Requesting Printed Meeting Materials
If you want to receive a paper or e-mail copy of the Meeting materials, you must request one. Shareholders can request that paper or email
copies of the Meeting materials be sent to them at no cost to them on or before 12:00 p.m. (ET) on March 3, 2025 to facilitate timely delivery.
Shareholders may make their request without charge for a paper or email copy of the Meeting materials by calling the toll free number at 1 (866)
466-5355 or by sending an email to investorinfo@myquipt.com.
Voting by Proxy
Registered holders: If you are not attending the Meeting, you can submit your proxy as follows:
On the Internet: Go to www.investorvote.com and follow the instructions.
By Telephone: Call (866) 732-VOTE (8683) (Canada and the U.S. only) or (312) 588-4290 (outside Canada and the U.S.) and
follow the prompts.
By Mail: You can vote by mail by requesting a paper copy of the Meeting materials, which includes a proxy card (Please
see “Requesting Printed Meeting Materials”).
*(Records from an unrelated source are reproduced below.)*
use i2c_transport::TransportError;
use thiserror::Error;

/// Failure of a pure raw <-> physical conversion.
#[derive(Debug, Error, Clone, PartialEq)]
pub enum ConversionError {
    /// Fixed-point intermediate left the 32-bit range. Cannot happen for
    /// datasheet input ranges, so callers treat it as an invariant violation.
    #[error("fixed-point overflow in {0}")]
    Overflow(&'static str),
    #[error("value {value} outside {min}..={max}")]
    OutOfRange { value: f64, min: f64, max: f64 },
    #[error("value is not a finite number")]
    NotFinite,
}

#[derive(Debug, Error, Clone, PartialEq)]
pub enum DriverError {
    #[error(transparent)]
    Transport(#[from] TransportError),
    #[error(transparent)]
    Conversion(#[from] ConversionError),
    #[error("{device} has no channel {channel}")]
    InvalidChannel { device: &'static str, channel: u8 },
}
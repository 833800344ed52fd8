//! Physical quantities to raw register codes.

use crate::ConversionError;

/// Full scale of the 12-bit converters.
pub const CODE_MAX_12BIT: u16 = 0x0FFF;

const TMP75_MIN_C: f64 = -40.0;
const TMP75_MAX_C: f64 = 125.0;

/// Converter code for `value` given the physical value of one count,
/// rounding half up: `floor(value / scale + 0.5)`.
pub fn dac_code(value: f64, scale: f64) -> Result<u16, ConversionError> {
    if !value.is_finite() || !scale.is_finite() || scale <= 0.0 {
        return Err(ConversionError::NotFinite);
    }
    let max = f64::from(CODE_MAX_12BIT) * scale;
    let code = (value / scale + 0.5).floor();
    if value < 0.0 || code > f64::from(CODE_MAX_12BIT) {
        return Err(ConversionError::OutOfRange {
            value,
            min: 0.0,
            max,
        });
    }
    Ok(code as u16)
}

/// Left-align a 12-bit code the way the DACs expect it in their data word.
pub fn dac_word(code: u16) -> u16 {
    (code & CODE_MAX_12BIT) << 4
}

/// Inverse of [`dac_word`].
pub fn dac_word_code(word: u16) -> u16 {
    word >> 4
}

/// TMP75 register value at 12-bit resolution, clamped to the rated range.
pub fn tmp75_register_12bit(celsius: f64) -> u16 {
    let clamped = celsius.clamp(TMP75_MIN_C, TMP75_MAX_C);
    let sixteenths = (clamped * 16.0).round() as i16;
    (sixteenths << 4) as u16
}

/// TMP75 register value at 9-bit resolution from tenths of a degree,
/// used for the alarm limit registers.
pub fn tmp75_register_9bit(tenths: i32) -> u16 {
    let t = tenths.clamp(-400, 1250);
    let t = t + if t < 0 { -2 } else { 2 };
    ((t / 5) << 7) as i16 as u16
}

#[cfg(test)]
mod tests {
    use super::*;
    use crate::decode::{tmp75_celsius_12bit, tmp75_celsius_9bit};
    use proptest::prelude::*;

    const LSB: f64 = 4.53 / 4096.0;

    #[test]
    fn test_dac_code_boundaries() {
        assert_eq!(dac_code(0.0, 2.0 * LSB), Ok(0));
        let max = f64::from(CODE_MAX_12BIT) * 2.0 * LSB;
        assert_eq!(dac_code(max, 2.0 * LSB), Ok(4095));
        assert!(matches!(
            dac_code(max + 2.0 * LSB, 2.0 * LSB),
            Err(ConversionError::OutOfRange { .. })
        ));
        assert!(dac_code(-0.1, 2.0 * LSB).is_err());
        assert_eq!(dac_code(f64::NAN, LSB), Err(ConversionError::NotFinite));
    }

    #[test]
    fn test_dac_code_rounds_half_up() {
        assert_eq!(dac_code(1.49, 1.0), Ok(1));
        assert_eq!(dac_code(1.5, 1.0), Ok(2));
        // legacy Vset conversion: 0.5 kV with factor 2
        assert_eq!(dac_code(0.5, 2.0 * LSB), Ok(226));
    }

    #[test]
    fn test_dac_word_stays_in_16_bits() {
        assert_eq!(dac_word(4095), 0xFFF0);
        assert_eq!(dac_word(0), 0);
        assert_eq!(dac_word_code(dac_word(1234)), 1234);
    }

    #[test]
    fn test_tmp75_register_clamps() {
        assert_eq!(tmp75_register_12bit(25.0), 0x1900);
        assert_eq!(tmp75_register_12bit(-25.0), 0xE700);
        assert_eq!(tmp75_register_12bit(200.0), 0x7D00);
        assert_eq!(tmp75_register_12bit(-80.0), 0xD800);
    }

    #[test]
    fn test_tmp75_register_9bit_limits() {
        assert_eq!(tmp75_celsius_9bit(tmp75_register_9bit(800)), 80.0);
        assert_eq!(tmp75_celsius_9bit(tmp75_register_9bit(-255)), -25.5);
        assert_eq!(tmp75_celsius_9bit(tmp75_register_9bit(2000)), 125.0);
    }

    proptest! {
        #[test]
        fn tmp75_round_trip_within_one_lsb(v in -40.0f64..=125.0) {
            let back = tmp75_celsius_12bit(tmp75_register_12bit(v));
            prop_assert!((back - v).abs() <= 0.0625);
        }

        #[test]
        fn dac_code_never_exceeds_12_bits(v in 0.0f64..=9.0) {
            let code = dac_code(v, 2.0 * LSB).unwrap();
            prop_assert!(code <= CODE_MAX_12BIT);
        }
    }
}
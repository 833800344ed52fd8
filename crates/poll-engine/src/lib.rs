//! poll-engine: address probing and the poll-and-dispatch passes over
//! configured I2C subsystems.
//!
//! A pass is fixed per invocation: read every device into a [`Sink`], write
//! one DAC value, switch the HV output, or just scan. Busy addresses are
//! skipped (with placeholders on read passes); any other transport failure
//! aborts the run.

mod error;
pub use error::{EngineError, Result};

mod prober;
pub use prober::{probe, Absence, ProbeResult, Prober};

mod engine;
pub use engine::{DacChannel, Engine, ScanEntry, ScanOutcome, WriteOp, PREC_THRESHOLD_MAX_MV};

mod sink;
pub use sink::{log_file_name, log_prefix, now, open_log_file, ConsoleSink, LogSink, Sink};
Sign, date and return the proxy card to Computershare Investor
Services Inc. (“Computershare”) by mail at Attention: Proxy Department, 8th Floor, 100 University Avenue,
Toronto, Ontario M5J 2Y1.
YOU MUST USE THE 15 DIGIT CONTROL NUMBER LOCATED IN THE BOX BELOW.
To be effective, a proxy must be received before 10:00 a.m. (ET) on March 13, 2025, or not later than forty-eight (48) hours (excluding Saturdays,
Sundays and holidays) before any adjournment or postponement of the Meeting.
Non-registered holders: If you are not attending the Meeting, use the voting information form (“VIF”) provided by your intermediary (bank, trust
company or broker) and return it as early as practicable to ensure that it is transmitted on time (see the VIF for details). It must be received by your
intermediary with sufficient time for them to file a proxy with Computershare not later than forty-eight (48) hours (excluding Saturdays, Sundays
and holidays) prior to the time set for the Meeting or any adjournment or postponement thereof by the deadline noted above.
Voting in Person: For registered holders, if you plan to attend the Meeting, you must register with Computershare when you arrive at the Meeting
to have voting rights at the Meeting. For non-registered holders, if you plan to attend the Meeting, you must appoint yourself in the space provided
in the VIF and register with Computershare when you arrive at the Meeting to have voting rights at the Meeting.
PLEASE NOTE – THIS IS NOT A VOTABLE BALLOT. YOU CANNOT VOTE BY RETURNING THIS NOTICE. To vote your shares
you must vote online, by telephone or request a paper copy of the Meeting materials to receive a proxy card.
Control Number:
THE BOARD OF DIRECTORS OF THE CORPORATION RECOMMENDS THAT YOU VOTE FOR ALL NOMINEES IN THE
ELECTION OF DIRECTORS IN PROPOSAL 1 AND FOR PROPOSAL 2.